Stored items:
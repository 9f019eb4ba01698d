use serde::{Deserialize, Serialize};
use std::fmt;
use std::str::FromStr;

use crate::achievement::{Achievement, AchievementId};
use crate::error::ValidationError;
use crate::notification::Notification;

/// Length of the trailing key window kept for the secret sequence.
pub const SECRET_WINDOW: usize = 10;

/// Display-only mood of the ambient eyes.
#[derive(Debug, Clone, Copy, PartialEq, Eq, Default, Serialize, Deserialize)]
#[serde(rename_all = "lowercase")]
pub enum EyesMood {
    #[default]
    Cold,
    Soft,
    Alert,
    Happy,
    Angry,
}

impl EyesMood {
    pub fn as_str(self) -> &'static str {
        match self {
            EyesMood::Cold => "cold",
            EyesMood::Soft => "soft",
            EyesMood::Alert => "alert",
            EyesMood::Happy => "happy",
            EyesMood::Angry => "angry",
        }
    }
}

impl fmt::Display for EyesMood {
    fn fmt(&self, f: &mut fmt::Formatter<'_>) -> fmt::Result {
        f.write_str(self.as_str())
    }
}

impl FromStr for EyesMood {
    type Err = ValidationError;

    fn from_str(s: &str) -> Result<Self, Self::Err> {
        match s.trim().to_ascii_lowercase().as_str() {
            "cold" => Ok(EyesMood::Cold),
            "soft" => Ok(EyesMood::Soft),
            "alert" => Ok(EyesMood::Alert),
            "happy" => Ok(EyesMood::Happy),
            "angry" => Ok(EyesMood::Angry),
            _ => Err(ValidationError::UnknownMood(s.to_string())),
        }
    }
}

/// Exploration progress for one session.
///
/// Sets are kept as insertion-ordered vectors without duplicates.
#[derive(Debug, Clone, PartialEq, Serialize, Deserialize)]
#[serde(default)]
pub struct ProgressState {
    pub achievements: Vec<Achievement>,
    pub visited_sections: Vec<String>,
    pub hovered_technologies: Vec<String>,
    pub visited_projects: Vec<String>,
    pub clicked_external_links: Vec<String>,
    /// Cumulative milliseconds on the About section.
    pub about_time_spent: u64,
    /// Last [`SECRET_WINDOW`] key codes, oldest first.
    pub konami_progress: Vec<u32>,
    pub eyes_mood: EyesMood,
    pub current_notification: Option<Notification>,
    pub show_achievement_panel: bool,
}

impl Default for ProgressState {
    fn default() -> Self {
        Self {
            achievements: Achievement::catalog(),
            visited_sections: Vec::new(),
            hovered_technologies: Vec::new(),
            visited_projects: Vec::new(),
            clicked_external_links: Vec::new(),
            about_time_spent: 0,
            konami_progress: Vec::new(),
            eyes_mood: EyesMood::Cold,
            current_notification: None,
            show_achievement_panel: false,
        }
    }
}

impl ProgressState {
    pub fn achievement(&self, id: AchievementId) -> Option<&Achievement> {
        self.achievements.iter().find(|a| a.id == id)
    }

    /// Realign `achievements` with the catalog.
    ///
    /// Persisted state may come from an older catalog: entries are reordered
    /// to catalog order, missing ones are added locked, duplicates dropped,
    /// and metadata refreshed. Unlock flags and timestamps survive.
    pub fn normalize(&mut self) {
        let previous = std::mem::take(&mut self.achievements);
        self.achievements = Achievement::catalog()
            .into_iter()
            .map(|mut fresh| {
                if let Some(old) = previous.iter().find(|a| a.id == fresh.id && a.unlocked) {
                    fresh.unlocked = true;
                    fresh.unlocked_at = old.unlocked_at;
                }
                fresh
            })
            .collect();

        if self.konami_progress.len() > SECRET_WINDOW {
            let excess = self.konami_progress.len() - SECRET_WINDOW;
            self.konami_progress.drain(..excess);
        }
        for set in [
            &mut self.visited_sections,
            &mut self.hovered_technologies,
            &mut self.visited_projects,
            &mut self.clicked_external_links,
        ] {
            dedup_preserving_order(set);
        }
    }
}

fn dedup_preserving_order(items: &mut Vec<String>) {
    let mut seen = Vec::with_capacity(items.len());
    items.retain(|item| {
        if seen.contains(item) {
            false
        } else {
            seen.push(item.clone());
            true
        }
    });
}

---

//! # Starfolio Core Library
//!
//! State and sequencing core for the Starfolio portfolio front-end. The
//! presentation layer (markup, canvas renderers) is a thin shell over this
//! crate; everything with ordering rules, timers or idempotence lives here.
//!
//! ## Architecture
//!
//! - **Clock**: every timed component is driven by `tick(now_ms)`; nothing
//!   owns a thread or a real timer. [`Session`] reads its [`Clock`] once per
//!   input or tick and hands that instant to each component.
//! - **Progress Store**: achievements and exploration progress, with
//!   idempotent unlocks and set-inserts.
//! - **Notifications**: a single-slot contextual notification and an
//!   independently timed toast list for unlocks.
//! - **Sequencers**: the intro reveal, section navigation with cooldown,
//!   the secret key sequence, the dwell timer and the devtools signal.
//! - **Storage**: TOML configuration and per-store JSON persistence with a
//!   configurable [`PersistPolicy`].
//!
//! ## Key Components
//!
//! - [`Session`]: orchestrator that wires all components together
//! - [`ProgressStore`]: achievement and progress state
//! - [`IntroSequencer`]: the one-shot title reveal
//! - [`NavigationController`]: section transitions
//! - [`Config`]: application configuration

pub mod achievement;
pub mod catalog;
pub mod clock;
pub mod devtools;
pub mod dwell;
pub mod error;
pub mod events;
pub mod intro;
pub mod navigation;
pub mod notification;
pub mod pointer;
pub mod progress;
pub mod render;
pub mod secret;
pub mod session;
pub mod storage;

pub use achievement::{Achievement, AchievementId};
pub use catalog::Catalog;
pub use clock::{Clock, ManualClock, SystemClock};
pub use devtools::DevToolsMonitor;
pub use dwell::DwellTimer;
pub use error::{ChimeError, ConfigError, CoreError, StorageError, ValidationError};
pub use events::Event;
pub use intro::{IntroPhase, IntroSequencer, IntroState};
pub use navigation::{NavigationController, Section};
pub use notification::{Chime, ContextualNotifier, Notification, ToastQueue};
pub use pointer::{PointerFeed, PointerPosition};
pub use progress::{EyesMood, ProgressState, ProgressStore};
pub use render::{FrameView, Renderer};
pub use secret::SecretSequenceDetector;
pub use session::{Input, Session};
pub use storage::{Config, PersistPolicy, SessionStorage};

--

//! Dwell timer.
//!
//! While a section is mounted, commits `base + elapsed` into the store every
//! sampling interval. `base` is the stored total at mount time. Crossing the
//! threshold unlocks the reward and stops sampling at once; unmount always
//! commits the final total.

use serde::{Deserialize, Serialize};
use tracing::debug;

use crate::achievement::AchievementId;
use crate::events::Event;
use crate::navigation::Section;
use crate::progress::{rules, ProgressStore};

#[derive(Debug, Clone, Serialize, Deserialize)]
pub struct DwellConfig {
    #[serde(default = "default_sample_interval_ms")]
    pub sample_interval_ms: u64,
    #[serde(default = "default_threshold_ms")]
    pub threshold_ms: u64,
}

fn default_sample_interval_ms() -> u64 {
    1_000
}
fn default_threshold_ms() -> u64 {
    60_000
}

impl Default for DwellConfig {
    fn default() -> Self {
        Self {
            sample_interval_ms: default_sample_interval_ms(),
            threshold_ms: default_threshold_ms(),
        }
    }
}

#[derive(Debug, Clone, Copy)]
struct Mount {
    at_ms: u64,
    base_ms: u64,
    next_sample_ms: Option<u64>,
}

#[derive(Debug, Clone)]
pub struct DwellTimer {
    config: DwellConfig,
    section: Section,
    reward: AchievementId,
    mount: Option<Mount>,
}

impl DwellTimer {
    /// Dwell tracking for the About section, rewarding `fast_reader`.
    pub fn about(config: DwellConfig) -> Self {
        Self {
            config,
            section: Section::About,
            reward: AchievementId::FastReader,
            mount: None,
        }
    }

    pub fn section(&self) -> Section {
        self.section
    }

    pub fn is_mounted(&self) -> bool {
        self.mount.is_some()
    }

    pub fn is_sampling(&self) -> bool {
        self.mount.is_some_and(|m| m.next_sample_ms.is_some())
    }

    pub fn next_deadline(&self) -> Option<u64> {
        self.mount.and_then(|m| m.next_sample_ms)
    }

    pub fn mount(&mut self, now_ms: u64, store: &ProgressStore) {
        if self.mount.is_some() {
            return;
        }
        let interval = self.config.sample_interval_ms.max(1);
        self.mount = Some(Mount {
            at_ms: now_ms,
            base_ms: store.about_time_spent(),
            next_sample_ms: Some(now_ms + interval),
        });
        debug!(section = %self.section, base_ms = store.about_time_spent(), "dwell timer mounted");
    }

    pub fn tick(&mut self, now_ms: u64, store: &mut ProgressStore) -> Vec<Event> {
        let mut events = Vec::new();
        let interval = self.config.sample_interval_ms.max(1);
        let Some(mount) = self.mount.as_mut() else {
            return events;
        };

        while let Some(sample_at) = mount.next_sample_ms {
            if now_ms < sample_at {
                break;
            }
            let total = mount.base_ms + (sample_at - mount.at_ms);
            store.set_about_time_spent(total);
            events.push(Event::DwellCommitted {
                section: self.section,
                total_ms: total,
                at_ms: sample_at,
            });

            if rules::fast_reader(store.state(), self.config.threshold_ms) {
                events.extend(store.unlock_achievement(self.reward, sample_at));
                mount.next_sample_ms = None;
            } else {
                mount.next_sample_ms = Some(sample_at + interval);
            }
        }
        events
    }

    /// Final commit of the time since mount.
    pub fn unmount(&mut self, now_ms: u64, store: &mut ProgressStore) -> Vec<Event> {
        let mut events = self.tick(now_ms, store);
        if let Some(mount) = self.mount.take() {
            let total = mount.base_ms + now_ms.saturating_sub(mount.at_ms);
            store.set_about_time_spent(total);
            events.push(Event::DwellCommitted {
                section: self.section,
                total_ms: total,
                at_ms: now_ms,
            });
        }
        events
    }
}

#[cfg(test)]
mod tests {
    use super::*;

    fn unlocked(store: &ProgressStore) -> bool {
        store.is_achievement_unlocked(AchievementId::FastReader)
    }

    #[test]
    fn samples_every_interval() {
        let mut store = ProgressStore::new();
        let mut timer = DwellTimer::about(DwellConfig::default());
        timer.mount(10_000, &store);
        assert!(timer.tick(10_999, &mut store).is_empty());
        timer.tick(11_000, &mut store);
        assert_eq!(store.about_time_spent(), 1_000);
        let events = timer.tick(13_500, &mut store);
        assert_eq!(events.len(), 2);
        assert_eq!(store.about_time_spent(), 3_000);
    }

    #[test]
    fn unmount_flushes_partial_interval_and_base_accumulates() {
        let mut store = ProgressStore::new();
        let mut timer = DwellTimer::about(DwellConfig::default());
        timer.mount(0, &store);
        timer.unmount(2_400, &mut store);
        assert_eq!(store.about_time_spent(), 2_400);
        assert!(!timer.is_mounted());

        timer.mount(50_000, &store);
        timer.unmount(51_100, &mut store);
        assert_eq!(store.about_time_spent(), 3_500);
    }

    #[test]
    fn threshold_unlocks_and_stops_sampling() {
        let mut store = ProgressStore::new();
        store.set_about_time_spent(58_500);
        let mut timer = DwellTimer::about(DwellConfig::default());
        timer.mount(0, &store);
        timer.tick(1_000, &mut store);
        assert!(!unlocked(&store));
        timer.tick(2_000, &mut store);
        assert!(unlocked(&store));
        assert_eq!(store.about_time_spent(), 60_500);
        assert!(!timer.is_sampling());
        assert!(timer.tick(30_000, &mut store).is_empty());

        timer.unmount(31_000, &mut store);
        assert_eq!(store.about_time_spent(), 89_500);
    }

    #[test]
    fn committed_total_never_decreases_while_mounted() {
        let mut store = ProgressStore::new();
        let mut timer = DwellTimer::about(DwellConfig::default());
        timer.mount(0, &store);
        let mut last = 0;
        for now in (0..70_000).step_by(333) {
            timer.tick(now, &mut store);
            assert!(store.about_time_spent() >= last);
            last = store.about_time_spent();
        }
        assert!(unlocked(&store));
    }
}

**Exercise**
Go over the data and return every line that includes the word "Deserialize".

**Response to this exercise**
use serde::{Deserialize, Serialize};
#[derive(Debug, Clone, Copy, PartialEq, Eq, Default, Serialize, Deserialize)]
#[derive(Debug, Clone, PartialEq, Serialize, Deserialize)]
use serde::{Deserialize, Serialize};
#[derive(Debug, Clone, Serialize, Deserialize)]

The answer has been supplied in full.